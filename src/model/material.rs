//! Material extension types: color groups, base materials and textures

use super::core::{PropertyId, ResourceId};

/// Color in RGBA byte format (red, green, blue, alpha)
pub type Rgba = (u8, u8, u8, u8);

/// Color group from materials extension
#[derive(Debug, Clone)]
pub struct ColorGroup {
    /// Color group ID
    pub id: ResourceId,
    /// List of colors in this group, indexed by property id
    pub colors: Vec<Rgba>,
}

impl ColorGroup {
    /// Create a new color group
    pub fn new(id: ResourceId) -> Self {
        Self {
            id,
            colors: Vec::new(),
        }
    }

    /// Colors paired with their property ids
    pub fn entries(&self) -> impl Iterator<Item = (PropertyId, Rgba)> + '_ {
        self.colors
            .iter()
            .enumerate()
            .map(|(index, color)| (PropertyId(index), *color))
    }
}

/// Base material group
#[derive(Debug, Clone)]
pub struct BaseMaterialGroup {
    /// Base material group ID
    pub id: ResourceId,
    /// List of base materials in this group, indexed by property id
    pub materials: Vec<BaseMaterial>,
}

impl BaseMaterialGroup {
    /// Create a new base material group
    pub fn new(id: ResourceId) -> Self {
        Self {
            id,
            materials: Vec::new(),
        }
    }

    /// Base materials paired with their property ids
    pub fn entries(&self) -> impl Iterator<Item = (PropertyId, &BaseMaterial)> + '_ {
        self.materials
            .iter()
            .enumerate()
            .map(|(index, material)| (PropertyId(index), material))
    }
}

/// Individual base material within a base material group
#[derive(Debug, Clone, PartialEq)]
pub struct BaseMaterial {
    /// Material name
    pub name: String,
    /// Display color
    pub displaycolor: Rgba,
}

impl BaseMaterial {
    /// Create a new base material
    pub fn new(name: String, displaycolor: Rgba) -> Self {
        Self { name, displaycolor }
    }
}

/// Texture2D resource from materials extension
#[derive(Debug, Clone, PartialEq)]
pub struct Texture2D {
    /// Texture ID
    pub id: ResourceId,
    /// Path to the image part within the 3MF package
    pub path: String,
    /// Content type (image/jpeg or image/png)
    pub contenttype: String,
}

impl Texture2D {
    /// Create a new Texture2D resource
    pub fn new(id: ResourceId, path: String, contenttype: String) -> Self {
        Self {
            id,
            path,
            contenttype,
        }
    }
}

/// Texture 2D coordinate
#[derive(Debug, Clone, Copy, PartialEq)]
pub struct Tex2Coord {
    /// U coordinate (horizontal, from left)
    pub u: f32,
    /// V coordinate (vertical, from bottom)
    pub v: f32,
}

impl Tex2Coord {
    /// Create a new texture coordinate
    pub fn new(u: f32, v: f32) -> Self {
        Self { u, v }
    }
}

/// Texture2D group from materials extension
#[derive(Debug, Clone)]
pub struct Texture2DGroup {
    /// Texture2D group ID
    pub id: ResourceId,
    /// Reference to texture2d resource
    pub texid: ResourceId,
    /// List of texture coordinates, indexed by property id
    pub tex2coords: Vec<Tex2Coord>,
}

impl Texture2DGroup {
    /// Create a new texture2d group
    pub fn new(id: ResourceId, texid: ResourceId) -> Self {
        Self {
            id,
            texid,
            tex2coords: Vec::new(),
        }
    }
}

/// Raw bytes of the image part a Texture2D resource points at
#[derive(Debug, Clone)]
pub struct TextureAttachment {
    /// Texture2D resource the image belongs to
    pub texture_id: ResourceId,
    /// Part path inside the package
    pub path: String,
    /// Declared content type
    pub content_type: String,
    /// Encoded image data
    pub data: Vec<u8>,
}
//! XML parsing for the 3MF root model part
//!
//! The parser is a single streaming pass over the model XML. It keeps the
//! elements the importer consumes (objects, meshes, components, build items,
//! color groups, base materials, textures and texture groups) and skips
//! everything else, so files using extensions the importer does not translate
//! still load.

mod core;
mod material;

use crate::error::{Error, Result};
use crate::model::*;
use quick_xml::Reader;
use quick_xml::events::{BytesStart, Event};
use std::collections::HashMap;

use self::core::{
    ObjectHeader, TriangleRefs, parse_build_item, parse_component, parse_object, parse_triangle,
    parse_vertex,
};
use self::material::{
    parse_base_element, parse_basematerials_start, parse_color_element, parse_colorgroup_start,
    parse_tex2coord, parse_texture2d, parse_texture2dgroup_start,
};

/// Size of 3MF transformation matrix (4x3 affine transform in row-major order)
const TRANSFORM_MATRIX_SIZE: usize = 12;

/// Default buffer capacity for XML parsing (4KB)
const XML_BUFFER_CAPACITY: usize = 4096;

/// Valid values of the model `unit` attribute
const UNITS: [&str; 6] = [
    "micron",
    "millimeter",
    "centimeter",
    "inch",
    "foot",
    "meter",
];

/// Extract local name from potentially namespaced XML element name
///
/// - `"m:colorgroup"` returns `"colorgroup"`
/// - `"object"` returns `"object"`
pub(crate) fn get_local_name(name_str: &str) -> &str {
    match name_str.rfind(':') {
        Some(pos) => &name_str[pos + 1..],
        None => name_str,
    }
}

/// Collect the attributes of an element into a map keyed by qualified name
pub(crate) fn parse_attributes(e: &BytesStart<'_>) -> Result<HashMap<String, String>> {
    let mut attrs = HashMap::with_capacity(8);

    for attr in e.attributes() {
        let attr = attr?;
        let key =
            std::str::from_utf8(attr.key.as_ref()).map_err(|e| Error::InvalidXml(e.to_string()))?;
        let value =
            std::str::from_utf8(&attr.value).map_err(|e| Error::InvalidXml(e.to_string()))?;

        attrs.insert(key.to_string(), value.to_string());
    }

    Ok(attrs)
}

/// Parse the root model XML into a [`Model`]
pub fn parse_model_xml(xml: &str) -> Result<Model> {
    let mut reader = Reader::from_str(xml);
    reader.config_mut().trim_text(true);

    let mut parser = ModelParser::default();
    let mut buf = Vec::with_capacity(XML_BUFFER_CAPACITY);

    loop {
        match reader.read_event_into(&mut buf) {
            Ok(Event::DocType(_)) => {
                return Err(Error::InvalidXml(
                    "DTD declarations are not allowed in 3MF files".to_string(),
                ));
            }
            Ok(Event::Start(ref e)) => {
                let name = e.name();
                let name_str = std::str::from_utf8(name.as_ref())
                    .map_err(|e| Error::InvalidXml(e.to_string()))?;
                parser.start(get_local_name(name_str), e)?;
            }
            Ok(Event::Empty(ref e)) => {
                let name = e.name();
                let name_str = std::str::from_utf8(name.as_ref())
                    .map_err(|e| Error::InvalidXml(e.to_string()))?;
                let local_name = get_local_name(name_str);
                parser.start(local_name, e)?;
                parser.end(local_name)?;
            }
            Ok(Event::End(ref e)) => {
                let name = e.name();
                let name_str = std::str::from_utf8(name.as_ref())
                    .map_err(|e| Error::InvalidXml(e.to_string()))?;
                parser.end(get_local_name(name_str))?;
            }
            Ok(Event::Eof) => break,
            Err(e) => return Err(Error::Xml(e)),
            _ => {}
        }
        buf.clear();
    }

    parser.finish()
}

/// Mesh under construction, with the raw property attributes of its triangles
struct MeshBuilder {
    mesh: MeshResource,
    refs: Vec<TriangleRefs>,
}

#[derive(Default)]
struct ModelParser {
    model: Model,
    seen_model: bool,
    resources_count: usize,
    in_resources: bool,
    in_build: bool,
    current_object: Option<ObjectHeader>,
    current_mesh: Option<MeshBuilder>,
    finished_mesh: Option<MeshBuilder>,
    current_components: Option<Vec<Component>>,
    current_colorgroup: Option<ColorGroup>,
    current_basematerials: Option<BaseMaterialGroup>,
    current_texture2dgroup: Option<Texture2DGroup>,
}

impl ModelParser {
    fn start(&mut self, local_name: &str, e: &BytesStart<'_>) -> Result<()> {
        match local_name {
            "model" if !self.seen_model => {
                self.seen_model = true;
                let attrs = parse_attributes(e)?;
                if let Some(unit) = attrs.get("unit") {
                    if !UNITS.contains(&unit.as_str()) {
                        return Err(Error::InvalidXml(format!(
                            "Invalid unit '{}'. Must be one of: {}",
                            unit,
                            UNITS.join(", ")
                        )));
                    }
                    self.model.unit = unit.clone();
                }
            }
            "resources" if self.seen_model => {
                self.resources_count += 1;
                if self.resources_count > 1 {
                    return Err(Error::InvalidXml(
                        "Model must contain exactly one <resources> element".to_string(),
                    ));
                }
                self.in_resources = true;
            }
            "build" if self.seen_model => {
                self.in_build = true;
            }
            "item" if self.in_build => {
                self.model.build.push(parse_build_item(e)?);
            }
            "object" if self.in_resources => {
                self.current_object = Some(parse_object(e)?);
                self.finished_mesh = None;
                self.current_components = None;
            }
            "mesh" if self.current_object.is_some() => {
                if let Some(ref object) = self.current_object {
                    let mut mesh = MeshResource::new(object.id);
                    mesh.name = object.name.clone();
                    self.current_mesh = Some(MeshBuilder {
                        mesh,
                        refs: Vec::new(),
                    });
                }
            }
            "vertex" if self.current_mesh.is_some() => {
                if let Some(ref mut builder) = self.current_mesh {
                    builder.mesh.vertices.push(parse_vertex(e)?);
                }
            }
            "triangle" if self.current_mesh.is_some() => {
                if let Some(ref mut builder) = self.current_mesh {
                    let (triangle, refs) = parse_triangle(e)?;
                    builder.mesh.triangles.push(triangle);
                    builder.refs.push(refs);
                }
            }
            "components" if self.current_object.is_some() => {
                self.current_components = Some(Vec::new());
            }
            "component" if self.current_components.is_some() => {
                let component = parse_component(e)?;
                if let Some(ref mut components) = self.current_components {
                    components.push(component);
                }
            }
            "colorgroup" if self.in_resources => {
                self.current_colorgroup = Some(parse_colorgroup_start(e)?);
            }
            "color" if self.current_colorgroup.is_some() => {
                if let Some(ref mut group) = self.current_colorgroup {
                    let color = parse_color_element(e, group.id)?;
                    group.colors.push(color);
                }
            }
            "basematerials" if self.in_resources => {
                self.current_basematerials = Some(parse_basematerials_start(e)?);
            }
            "base" if self.current_basematerials.is_some() => {
                let base = parse_base_element(e)?;
                if let Some(ref mut group) = self.current_basematerials {
                    group.materials.push(base);
                }
            }
            "texture2d" if self.in_resources => {
                self.model
                    .resources
                    .texture2d_resources
                    .push(parse_texture2d(e)?);
            }
            "texture2dgroup" if self.in_resources => {
                self.current_texture2dgroup = Some(parse_texture2dgroup_start(e)?);
            }
            "tex2coord" if self.current_texture2dgroup.is_some() => {
                let coord = parse_tex2coord(e)?;
                if let Some(ref mut group) = self.current_texture2dgroup {
                    group.tex2coords.push(coord);
                }
            }
            _ => {}
        }
        Ok(())
    }

    fn end(&mut self, local_name: &str) -> Result<()> {
        match local_name {
            "resources" => self.in_resources = false,
            "build" => self.in_build = false,
            "mesh" => {
                if let Some(builder) = self.current_mesh.take() {
                    self.finished_mesh = Some(builder);
                }
            }
            "object" => {
                if let Some(object) = self.current_object.take() {
                    let resource = self.finish_object(object);
                    self.model.resources.objects.push(resource);
                }
            }
            "colorgroup" => {
                if let Some(group) = self.current_colorgroup.take() {
                    self.model.resources.color_groups.push(group);
                }
            }
            "basematerials" => {
                if let Some(group) = self.current_basematerials.take() {
                    self.model.resources.base_material_groups.push(group);
                }
            }
            "texture2dgroup" => {
                if let Some(group) = self.current_texture2dgroup.take() {
                    self.model.resources.texture2d_groups.push(group);
                }
            }
            _ => {}
        }
        Ok(())
    }

    /// Turn the parsed children of an object into its resource kind
    fn finish_object(&mut self, object: ObjectHeader) -> ObjectResource {
        if let Some(builder) = self.finished_mesh.take().or_else(|| self.current_mesh.take()) {
            let MeshBuilder { mut mesh, refs } = builder;
            let properties: Vec<Option<TriangleProperties>> =
                refs.iter().map(|r| r.resolve(&object)).collect();
            if properties.iter().any(Option::is_some) {
                mesh.properties = properties;
            }
            return ObjectResource::Mesh(mesh);
        }

        if let Some(components) = self.current_components.take() {
            return ObjectResource::Components(ComponentsResource {
                id: object.id,
                name: object.name,
                components,
            });
        }

        ObjectResource::Unknown {
            id: object.id,
            name: object.name,
        }
    }

    fn finish(self) -> Result<Model> {
        if !self.seen_model {
            return Err(Error::InvalidXml(
                "Root element must be <model>".to_string(),
            ));
        }
        if self.resources_count == 0 {
            return Err(Error::InvalidXml(
                "Model must contain a <resources> element".to_string(),
            ));
        }
        Ok(self.model)
    }
}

| What you are asked to do |
Return the opening line of the data and every line after it through the line containing "pub struct BaseMaterialGroup", please, exactly as written and with nothing added.

| Exercise output |
filename src/model/material.rs
//! Material extension types: color groups, base materials and textures

use super::core::{PropertyId, ResourceId};

/// Color in RGBA byte format (red, green, blue, alpha)
pub type Rgba = (u8, u8, u8, u8);

/// Color group from materials extension
#[derive(Debug, Clone)]
pub struct ColorGroup {
    /// Color group ID
    pub id: ResourceId,
    /// List of colors in this group, indexed by property id
    pub colors: Vec<Rgba>,
}

impl ColorGroup {
    /// Create a new color group
    pub fn new(id: ResourceId) -> Self {
        Self {
            id,
            colors: Vec::new(),
        }
    }

    /// Colors paired with their property ids
    pub fn entries(&self) -> impl Iterator<Item = (PropertyId, Rgba)> + '_ {
        self.colors
            .iter()
            .enumerate()
            .map(|(index, color)| (PropertyId(index), *color))
    }
}

/// Base material group
#[derive(Debug, Clone)]
pub struct BaseMaterialGroup {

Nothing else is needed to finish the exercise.